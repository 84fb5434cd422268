//! System tray shell
//!
//! - `state`: click/menu state machine and the off-lock feature switch
//! - `poller`: 1 Hz refresh publishing [`TraySnapshot`]s over a watch channel
//! - `shell`: the Tauri tray icon, menu and status window (`gui` feature)

mod poller;
#[cfg(feature = "gui")]
mod shell;
mod state;

pub use poller::{FeatureReading, Poller, TickOutcome, TraySnapshot};
#[cfg(feature = "gui")]
pub use shell::run;
pub use state::{apply_feature, TrayAction, TrayEvent, TrayMachine, TrayState};

use crate::core::{Error, Result};
use crate::elevation;

/// Refuse to start the tray as root or without a display
pub fn preflight() -> Result<()> {
    if elevation::is_elevated() {
        return Err(Error::PermissionDenied("Do not run the GUI as root".to_string()));
    }
    if !elevation::has_display() {
        return Err(Error::DisplayUnavailable);
    }
    Ok(())
}
//! Power draw from the kernel power-supply class
//!
//! Each supply under `/sys/class/power_supply` may expose `voltage_now` (µV)
//! and `current_now` (µA); rail power is |V * I|. Supplies that only report
//! `power_now` (µW, common for laptop batteries) are read directly.

use crate::core::{round2, Error, PowerDelta, PowerSample, RailReading, Result};
use crate::telemetry::PowerSource;
use std::fs;
use std::path::{Path, PathBuf};

/// Reads every rail under a power-supply class directory
pub struct PowerSupplyReader {
    base: PathBuf,
}

impl PowerSupplyReader {
    pub fn new(base: impl Into<PathBuf>) -> Self {
        Self { base: base.into() }
    }

    /// Per-rail readings, sorted by supply name. Unreadable supplies are skipped.
    pub fn rails(&self) -> Result<Vec<RailReading>> {
        if !self.base.is_dir() {
            return Err(Error::TelemetryUnavailable(format!(
                "{} not available",
                self.base.display()
            )));
        }

        let mut rails = Vec::new();
        for entry in fs::read_dir(&self.base)?.flatten() {
            let name = entry.file_name().to_string_lossy().into_owned();
            match read_rail(&entry.path(), &name) {
                Some(rail) => rails.push(rail),
                None => log::debug!("Skipping power supply {} (no readable power attributes)", name),
            }
        }
        rails.sort_by(|a, b| a.name.cmp(&b.name));
        Ok(rails)
    }
}

impl PowerSource for PowerSupplyReader {
    fn sample(&self) -> Result<PowerSample> {
        let rails = self.rails()?;
        if rails.is_empty() {
            return Err(Error::TelemetryUnavailable(format!(
                "no readable rails under {}",
                self.base.display()
            )));
        }
        Ok(PowerSample::new(rails))
    }

    fn name(&self) -> &str {
        "power_supply"
    }
}

fn read_micro(path: &Path) -> Option<f64> {
    fs::read_to_string(path)
        .ok()
        .and_then(|s| s.trim().parse::<f64>().ok())
        .map(|v| v / 1_000_000.0)
}

fn read_rail(path: &Path, name: &str) -> Option<RailReading> {
    let voltage = read_micro(&path.join("voltage_now"));
    let current = read_micro(&path.join("current_now"));

    if let (Some(v), Some(i)) = (voltage, current) {
        return Some(RailReading {
            name: name.to_string(),
            voltage: Some(round2(v)),
            current: Some(round2(i)),
            power: round2((v * i).abs()),
        });
    }

    let power = read_micro(&path.join("power_now"))?;
    Some(RailReading {
        name: name.to_string(),
        voltage: voltage.map(round2),
        current: current.map(round2),
        power: round2(power.abs()),
    })
}

/// Keeps the latest and previous sample to report display deltas
pub struct PowerTracker {
    threshold: f64,
    previous: Option<PowerSample>,
    latest: Option<PowerSample>,
}

impl PowerTracker {
    pub fn new(threshold: f64) -> Self {
        Self {
            threshold,
            previous: None,
            latest: None,
        }
    }

    /// Record a sample; the delta is zero for the first one
    pub fn record(&mut self, sample: PowerSample) -> PowerDelta {
        // Samples carry two decimals; so does their difference
        let watts = self
            .latest
            .as_ref()
            .map(|last| round2(sample.watts - last.watts))
            .unwrap_or(0.0);
        self.previous = self.latest.replace(sample);
        PowerDelta {
            watts,
            threshold: self.threshold,
        }
    }

    pub fn latest(&self) -> Option<&PowerSample> {
        self.latest.as_ref()
    }

    pub fn previous(&self) -> Option<&PowerSample> {
        self.previous.as_ref()
    }
}

#[cfg(test)]
mod tests {
    use super::*;

    fn write_supply(base: &Path, name: &str, attrs: &[(&str, &str)]) {
        let dir = base.join(name);
        fs::create_dir_all(&dir).unwrap();
        for (attr, value) in attrs {
            fs::write(dir.join(attr), format!("{}\n", value)).unwrap();
        }
    }

    fn sample_of(watts: f64) -> PowerSample {
        PowerSample::new(vec![RailReading {
            name: "rail".into(),
            voltage: None,
            current: None,
            power: watts,
        }])
    }

    #[test]
    fn test_reads_voltage_and_current() {
        let dir = tempfile::tempdir().unwrap();
        write_supply(dir.path(), "rpi-pmic", &[("voltage_now", "5100000"), ("current_now", "800000")]);
        write_supply(dir.path(), "BAT0", &[("power_now", "7250000")]);
        write_supply(dir.path(), "AC", &[("online", "1")]);

        let reader = PowerSupplyReader::new(dir.path());
        let rails = reader.rails().unwrap();
        assert_eq!(rails.len(), 2);
        assert_eq!(rails[0].name, "BAT0");
        assert_eq!(rails[0].power, 7.25);
        assert_eq!(rails[1].name, "rpi-pmic");
        assert_eq!(rails[1].voltage, Some(5.1));
        assert_eq!(rails[1].current, Some(0.8));
        assert_eq!(rails[1].power, 4.08);

        let sample = reader.sample().unwrap();
        assert_eq!(sample.watts, 11.33);
    }

    #[test]
    fn test_negative_current_counts_as_draw() {
        let dir = tempfile::tempdir().unwrap();
        write_supply(dir.path(), "battery", &[("voltage_now", "3700000"), ("current_now", "-500000")]);

        let rails = PowerSupplyReader::new(dir.path()).rails().unwrap();
        assert_eq!(rails[0].current, Some(-0.5));
        assert_eq!(rails[0].power, 1.85);
    }

    #[test]
    fn test_missing_directory_is_unavailable() {
        let reader = PowerSupplyReader::new("/nonexistent/power_supply");
        assert!(matches!(reader.sample(), Err(Error::TelemetryUnavailable(_))));
    }

    #[test]
    fn test_no_rails_is_unavailable() {
        let dir = tempfile::tempdir().unwrap();
        write_supply(dir.path(), "AC", &[("online", "1")]);
        write_supply(dir.path(), "broken", &[("voltage_now", "garbage"), ("current_now", "1")]);

        let reader = PowerSupplyReader::new(dir.path());
        assert!(reader.rails().unwrap().is_empty());
        assert!(matches!(reader.sample(), Err(Error::TelemetryUnavailable(_))));
    }

    #[test]
    fn test_tracker_suppresses_small_deltas() {
        let mut tracker = PowerTracker::new(0.05);
        assert_eq!(tracker.record(sample_of(4.00)).displayed(), 0.0);

        let delta = tracker.record(sample_of(4.03));
        assert!((delta.watts - 0.03).abs() < 1e-9);
        assert_eq!(delta.displayed(), 0.0);

        let delta = tracker.record(sample_of(4.50));
        assert!((delta.displayed() - 0.47).abs() < 1e-9);

        let delta = tracker.record(sample_of(3.50));
        assert!((delta.displayed() + 1.0).abs() < 1e-9);
    }

    #[test]
    fn test_tracker_reports_step_at_threshold() {
        let mut tracker = PowerTracker::new(0.05);
        tracker.record(sample_of(4.00));

        let delta = tracker.record(sample_of(4.05));
        assert_eq!(delta.watts, 0.05);
        assert_eq!(delta.displayed(), 0.05);
        assert_eq!(delta.to_string(), "+0.05");

        let delta = tracker.record(sample_of(4.00));
        assert_eq!(delta.displayed(), -0.05);

        let delta = tracker.record(sample_of(4.04));
        assert_eq!(delta.to_string(), "±0.00");
    }

    #[test]
    fn test_tracker_keeps_two_samples() {
        let mut tracker = PowerTracker::new(0.05);
        tracker.record(sample_of(1.0));
        tracker.record(sample_of(2.0));
        tracker.record(sample_of(3.0));

        assert_eq!(tracker.latest().unwrap().watts, 3.0);
        assert_eq!(tracker.previous().unwrap().watts, 2.0);
    }
}
//! Feature registry
//!
//! Static mapping from the board's logical features to the GPIO enable lines
//! that gate them. The set is fixed at compile time:
//!
//! | Feature | Line(s) | Bus    | Device        |
//! |---------|---------|--------|---------------|
//! | GPS     | 27      | serial | /dev/ttyAMA0  |
//! | LORA    | 16      | SPI    |               |
//! | SDR     | 7       | USB    |               |
//! | USB     | 23      | USB    |               |

mod controller;

pub use controller::FeatureController;

use crate::core::{Error, Level, Result};
use crate::gpio::GpioLine;
use serde::{Deserialize, Serialize};
use std::fmt;

/// Identifier of a board feature
#[derive(Debug, Clone, Copy, PartialEq, Eq, Hash, Serialize, Deserialize)]
#[serde(rename_all = "UPPERCASE")]
pub enum FeatureId {
    Gps,
    Lora,
    Sdr,
    Usb,
}

impl FeatureId {
    pub fn as_str(self) -> &'static str {
        match self {
            FeatureId::Gps => "GPS",
            FeatureId::Lora => "LORA",
            FeatureId::Sdr => "SDR",
            FeatureId::Usb => "USB",
        }
    }
}

impl fmt::Display for FeatureId {
    fn fmt(&self, f: &mut fmt::Formatter<'_>) -> fmt::Result {
        f.write_str(self.as_str())
    }
}

/// Which logic level means "on"
#[derive(Debug, Clone, Copy, PartialEq, Eq)]
pub enum Polarity {
    ActiveHigh,
    ActiveLow,
}

impl Polarity {
    /// Level to drive for the requested state
    pub fn level_for(self, on: bool) -> Level {
        match (self, on) {
            (Polarity::ActiveHigh, true) | (Polarity::ActiveLow, false) => Level::High,
            (Polarity::ActiveHigh, false) | (Polarity::ActiveLow, true) => Level::Low,
        }
    }

    pub fn is_active(self, level: Level) -> bool {
        level == self.level_for(true)
    }
}

/// Bus the feature hangs off once powered
#[derive(Debug, Clone, Copy, PartialEq, Eq)]
pub enum Bus {
    Serial,
    Spi,
    Usb,
}

impl fmt::Display for Bus {
    fn fmt(&self, f: &mut fmt::Formatter<'_>) -> fmt::Result {
        match self {
            Bus::Serial => f.write_str("serial"),
            Bus::Spi => f.write_str("spi"),
            Bus::Usb => f.write_str("usb"),
        }
    }
}

/// A logical feature and the lines that enable it
#[derive(Debug, PartialEq, Eq)]
pub struct Feature {
    pub id: FeatureId,
    pub lines: &'static [GpioLine],
    pub polarity: Polarity,
    pub bus: Bus,
    /// Device node the feature exposes, if any
    pub device: Option<&'static str>,
}

impl Feature {
    pub fn name(&self) -> &'static str {
        self.id.as_str()
    }

    /// "GPIO27", or "GPIO5,6" for multi-line features
    pub fn gpio_label(&self) -> String {
        let lines: Vec<String> = self.lines.iter().map(|l| l.to_string()).collect();
        format!("GPIO{}", lines.join(","))
    }
}

static FEATURES: [Feature; 4] = [
    Feature {
        id: FeatureId::Gps,
        lines: &[GpioLine::fixed(27)],
        polarity: Polarity::ActiveHigh,
        bus: Bus::Serial,
        device: Some("/dev/ttyAMA0"),
    },
    Feature {
        id: FeatureId::Lora,
        lines: &[GpioLine::fixed(16)],
        polarity: Polarity::ActiveHigh,
        bus: Bus::Spi,
        device: None,
    },
    Feature {
        id: FeatureId::Sdr,
        lines: &[GpioLine::fixed(7)],
        polarity: Polarity::ActiveHigh,
        bus: Bus::Usb,
        device: None,
    },
    Feature {
        id: FeatureId::Usb,
        lines: &[GpioLine::fixed(23)],
        polarity: Polarity::ActiveHigh,
        bus: Bus::Usb,
        device: None,
    },
];

/// All features in display order
pub fn all() -> &'static [Feature] {
    &FEATURES
}

/// Look up a feature by name, ignoring case
pub fn resolve(name: &str) -> Result<&'static Feature> {
    let wanted = name.trim();
    FEATURES
        .iter()
        .find(|f| f.name().eq_ignore_ascii_case(wanted))
        .ok_or_else(|| Error::UnknownFeature(name.to_string()))
}

/// Registry entry for an id
pub fn get(id: FeatureId) -> &'static Feature {
    match id {
        FeatureId::Gps => &FEATURES[0],
        FeatureId::Lora => &FEATURES[1],
        FeatureId::Sdr => &FEATURES[2],
        FeatureId::Usb => &FEATURES[3],
    }
}
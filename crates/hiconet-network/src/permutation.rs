//! Permutation null distribution of association scores.
//!
//! Synthetic blocks are drawn by pure value resampling: each synthetic column
//! holds `n_matched` values sampled without replacement from the flattened
//! value pool of one side's matrix. For every permutation, every community
//! size on side 1 is paired with every community size on side 2 and scored
//! exactly like a real community pair. All scores pool into one distribution,
//! whatever the sizes that produced them.
//!
//! Permutation `i` draws from its own `Pcg32` stream `i` under the run seed,
//! so the pooled scores do not depend on how permutations are spread across
//! worker threads.

use std::thread;

use hiconet_stats::{
    descriptive::DescriptiveStats,
    percentiles::{Percentiles, exceedance},
};
use nalgebra::DMatrix;
use rand::{Rng, seq::index};
use rand_pcg::Pcg32;

use crate::{pls::Pls2, scoring::association_score};

/// Scores of one null-model run.
#[derive(Debug, Clone, Default, PartialEq)]
pub struct NullDistribution {
    scores: Vec<f64>,
    failed: usize,
}

impl NullDistribution {
    #[must_use]
    pub fn from_scores(scores: Vec<f64>) -> Self {
        Self { scores, failed: 0 }
    }

    /// Scores in generation order (permutation, then size pair).
    #[must_use]
    pub fn scores(&self) -> &[f64] {
        &self.scores
    }

    #[must_use]
    pub fn len(&self) -> usize {
        self.scores.len()
    }

    #[must_use]
    pub fn is_empty(&self) -> bool {
        self.scores.is_empty()
    }

    /// Synthetic regressions that failed and contributed no score.
    #[must_use]
    pub fn failed(&self) -> usize {
        self.failed
    }

    pub(crate) fn log_summary(&self) {
        if !log::log_enabled!(log::Level::Debug) {
            return;
        }
        let Some(stats) = DescriptiveStats::new(self.scores.iter().copied()) else {
            log::debug!("null distribution is empty ({} failed fits)", self.failed);
            return;
        };
        let percentiles = Percentiles::new(&self.scores, &[50.0, 95.0, 99.0]);
        let p = |q| percentiles.get(q).unwrap_or(f64::NAN);
        log::debug!(
            "null distribution: {} scores ({} failed fits), mean {:.4}, positive {:.3}, P50 {:.4}, P95 {:.4}, P99 {:.4}",
            stats.count,
            self.failed,
            stats.mean,
            exceedance(&self.scores, f64::MIN_POSITIVE),
            p(50.0),
            p(95.0),
            p(99.0),
        );
    }
}

/// Generates null scores for one pair of matrices.
#[derive(Debug, Clone)]
pub struct PermutationSampler<'a> {
    pub pool1: &'a [f64],
    pub pool2: &'a [f64],
    /// Distinct community sizes on side 1.
    pub sizes1: &'a [usize],
    /// Distinct community sizes on side 2.
    pub sizes2: &'a [usize],
    pub n_matched: usize,
    pub pls: Pls2,
}

impl PermutationSampler<'_> {
    /// Runs `num_permutations` permutations on up to `workers` threads.
    ///
    /// # Panics
    ///
    /// Panics if either pool holds fewer than `n_matched` values.
    #[must_use]
    pub fn generate(&self, num_permutations: usize, seed: u64, workers: usize) -> NullDistribution {
        assert!(
            self.pool1.len() >= self.n_matched && self.pool2.len() >= self.n_matched,
            "value pools must hold at least n_matched values"
        );
        let mut runs = vec![NullDistribution::default(); num_permutations];
        let chunk_len = num_permutations.div_ceil(workers.max(1)).max(1);
        thread::scope(|s| {
            for (chunk_index, chunk) in runs.chunks_mut(chunk_len).enumerate() {
                s.spawn(move || {
                    for (offset, run) in chunk.iter_mut().enumerate() {
                        let permutation = chunk_index * chunk_len + offset;
                        *run = self.permutation(seed, permutation);
                    }
                });
            }
        });

        let mut null = NullDistribution::default();
        for run in runs {
            null.scores.extend(run.scores);
            null.failed += run.failed;
        }
        null
    }

    fn permutation(&self, seed: u64, permutation: usize) -> NullDistribution {
        let mut rng = Pcg32::new(seed, permutation as u64);
        let mut run = NullDistribution::default();
        for &size1 in self.sizes1 {
            let block1 = random_block(self.pool1, self.n_matched, size1, &mut rng);
            for &size2 in self.sizes2 {
                let block2 = random_block(self.pool2, self.n_matched, size2, &mut rng);
                match association_score(&block1, &block2, self.pls) {
                    Ok(score) => run.scores.push(score),
                    Err(err) => {
                        log::trace!("permutation {permutation} ({size1}x{size2}): {err}");
                        run.failed += 1;
                    }
                }
            }
        }
        run
    }
}

/// `rows x cols` block whose columns are each sampled without replacement from `pool`.
fn random_block<R>(pool: &[f64], rows: usize, cols: usize, rng: &mut R) -> DMatrix<f64>
where
    R: Rng + ?Sized,
{
    let mut block = DMatrix::zeros(rows, cols);
    for mut column in block.column_iter_mut() {
        let picks = index::sample(rng, pool.len(), rows);
        for (value, pick) in column.iter_mut().zip(picks.iter()) {
            *value = pool[pick];
        }
    }
    block
}
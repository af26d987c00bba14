//! Weighted k-nearest-neighbor graph over feature rows.
//!
//! Each feature is a point in observation space. Its `k - 1` nearest
//! neighbors (the point itself counts toward `k`) are connected with a
//! UMAP-style fuzzy membership weight
//!
//! ```text
//! w(i, j) = exp(-(d(i, j) - rho_i) / sigma_i)
//! ```
//!
//! where `rho_i` is the distance to the nearest distinct neighbor and
//! `sigma_i` is calibrated so that the weights of row `i` sum to `log2(k)`.
//! The directed weights are symmetrized with the fuzzy union
//! `a + b - a * b`.

use std::collections::BTreeMap;

use petgraph::graph::{NodeIndex, UnGraph};

const SIGMA_ITERATIONS: usize = 64;
const SIGMA_TOLERANCE: f64 = 1e-5;
const MIN_SIGMA_SCALE: f64 = 1e-3;

/// Builds the symmetrized neighbor graph. Node `i` is row `i` of `points`.
///
/// `n_neighbors` includes the point itself and is capped at the number of points.
#[must_use]
pub fn knn_graph(points: &[Vec<f64>], n_neighbors: usize) -> UnGraph<(), f64> {
    let n = points.len();
    let k = n_neighbors.min(n).max(2);
    let mut graph = UnGraph::with_capacity(n, n * k);
    for _ in 0..n {
        graph.add_node(());
    }
    if n < 2 {
        return graph;
    }

    let neighbors = (0..n)
        .map(|i| nearest_neighbors(points, i, k - 1))
        .collect::<Vec<_>>();
    let mean_distance = mean(neighbors.iter().flatten().map(|&(_, d)| d));

    // (min, max) -> (weight min->max, weight max->min)
    let mut directed = BTreeMap::<(usize, usize), (f64, f64)>::new();
    for (i, row) in neighbors.iter().enumerate() {
        let rho = row
            .iter()
            .map(|&(_, d)| d)
            .find(|&d| d > 0.0)
            .unwrap_or(0.0);
        let sigma = smooth_sigma(row, rho, k, mean_distance);
        for &(j, d) in row {
            let w = membership(d, rho, sigma);
            let entry = directed.entry((i.min(j), i.max(j))).or_default();
            if i < j {
                entry.0 = w;
            } else {
                entry.1 = w;
            }
        }
    }

    for ((i, j), (a, b)) in directed {
        let w = a + b - a * b;
        if w > 0.0 {
            graph.add_edge(NodeIndex::new(i), NodeIndex::new(j), w);
        }
    }
    graph
}

fn euclidean(a: &[f64], b: &[f64]) -> f64 {
    a.iter()
        .zip(b)
        .map(|(x, y)| (x - y) * (x - y))
        .sum::<f64>()
        .sqrt()
}

/// The `count` nearest other points of `i`, closest first (ties by index).
fn nearest_neighbors(points: &[Vec<f64>], i: usize, count: usize) -> Vec<(usize, f64)> {
    let mut candidates = points
        .iter()
        .enumerate()
        .filter(|(j, _)| *j != i)
        .map(|(j, p)| (j, euclidean(&points[i], p)))
        .collect::<Vec<_>>();
    candidates.sort_by(|a, b| a.1.total_cmp(&b.1).then(a.0.cmp(&b.0)));
    candidates.truncate(count);
    candidates
}

#[expect(clippy::cast_precision_loss)]
fn mean(values: impl Iterator<Item = f64>) -> f64 {
    let (sum, count) = values.fold((0.0, 0_usize), |(s, c), v| (s + v, c + 1));
    if count == 0 { 0.0 } else { sum / count as f64 }
}

fn membership(d: f64, rho: f64, sigma: f64) -> f64 {
    let excess = d - rho;
    if excess <= 0.0 || sigma <= 0.0 {
        1.0
    } else {
        (-excess / sigma).exp()
    }
}

/// Bisection for the bandwidth that makes the row's weights sum to `log2(k)`.
#[expect(clippy::cast_precision_loss)]
fn smooth_sigma(row: &[(usize, f64)], rho: f64, k: usize, mean_distance: f64) -> f64 {
    let target = (k as f64).log2();
    let (mut lo, mut hi, mut mid) = (0.0, f64::INFINITY, 1.0);
    for _ in 0..SIGMA_ITERATIONS {
        let psum = row.iter().map(|&(_, d)| membership(d, rho, mid)).sum::<f64>();
        if (psum - target).abs() < SIGMA_TOLERANCE {
            break;
        }
        if psum > target {
            hi = mid;
            mid = (lo + hi) / 2.0;
        } else {
            lo = mid;
            mid = if hi == f64::INFINITY {
                mid * 2.0
            } else {
                (lo + hi) / 2.0
            };
        }
    }

    let floor = if rho > 0.0 {
        MIN_SIGMA_SCALE * mean(row.iter().map(|&(_, d)| d))
    } else {
        MIN_SIGMA_SCALE * mean_distance
    };
    mid.max(floor)
}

::::::::::

TASK DESCRIPTION:
Copy each line of the listing above that includes the word "false".

SOLUTION FOR THIS TASK:
            (Polarity::ActiveHigh, true) | (Polarity::ActiveLow, false) => Level::High,
            (Polarity::ActiveHigh, false) | (Polarity::ActiveLow, true) => Level::Low,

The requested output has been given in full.